Return the lines of the data below in which the string "views" occurs.
Segment Start: Data
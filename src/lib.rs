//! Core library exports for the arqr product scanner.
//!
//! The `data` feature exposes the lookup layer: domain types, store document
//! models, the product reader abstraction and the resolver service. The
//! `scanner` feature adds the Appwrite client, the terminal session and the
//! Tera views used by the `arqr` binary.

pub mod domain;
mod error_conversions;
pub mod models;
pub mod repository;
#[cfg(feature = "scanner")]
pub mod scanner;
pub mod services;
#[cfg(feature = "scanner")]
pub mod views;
Segment End: Data
Segment Start: Data
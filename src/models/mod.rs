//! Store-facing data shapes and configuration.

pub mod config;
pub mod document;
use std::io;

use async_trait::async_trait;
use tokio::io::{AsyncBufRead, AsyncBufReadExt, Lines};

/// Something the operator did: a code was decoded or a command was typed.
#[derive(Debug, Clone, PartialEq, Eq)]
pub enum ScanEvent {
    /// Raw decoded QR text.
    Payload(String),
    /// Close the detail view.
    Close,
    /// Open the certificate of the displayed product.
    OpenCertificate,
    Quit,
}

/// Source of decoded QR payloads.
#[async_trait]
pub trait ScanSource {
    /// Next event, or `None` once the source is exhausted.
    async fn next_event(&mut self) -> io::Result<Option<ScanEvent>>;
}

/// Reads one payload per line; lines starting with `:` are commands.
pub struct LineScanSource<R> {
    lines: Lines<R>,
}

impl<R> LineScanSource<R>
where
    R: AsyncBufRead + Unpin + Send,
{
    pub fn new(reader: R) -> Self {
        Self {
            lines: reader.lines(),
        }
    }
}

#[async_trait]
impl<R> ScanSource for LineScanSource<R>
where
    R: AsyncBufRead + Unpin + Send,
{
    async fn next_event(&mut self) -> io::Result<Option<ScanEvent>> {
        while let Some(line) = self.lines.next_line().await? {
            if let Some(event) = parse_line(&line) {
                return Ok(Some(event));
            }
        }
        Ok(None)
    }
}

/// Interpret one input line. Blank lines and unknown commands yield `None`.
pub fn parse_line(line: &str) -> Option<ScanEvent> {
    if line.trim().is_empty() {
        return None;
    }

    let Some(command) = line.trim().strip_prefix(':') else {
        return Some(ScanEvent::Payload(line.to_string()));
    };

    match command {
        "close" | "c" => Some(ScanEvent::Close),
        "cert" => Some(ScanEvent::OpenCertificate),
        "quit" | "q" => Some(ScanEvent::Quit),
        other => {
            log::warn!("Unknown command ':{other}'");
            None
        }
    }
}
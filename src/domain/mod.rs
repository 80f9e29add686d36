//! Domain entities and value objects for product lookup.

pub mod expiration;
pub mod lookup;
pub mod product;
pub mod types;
Segment End: Data
## Task response
//! Tera views used by the `arqr` binary.
pub mod views;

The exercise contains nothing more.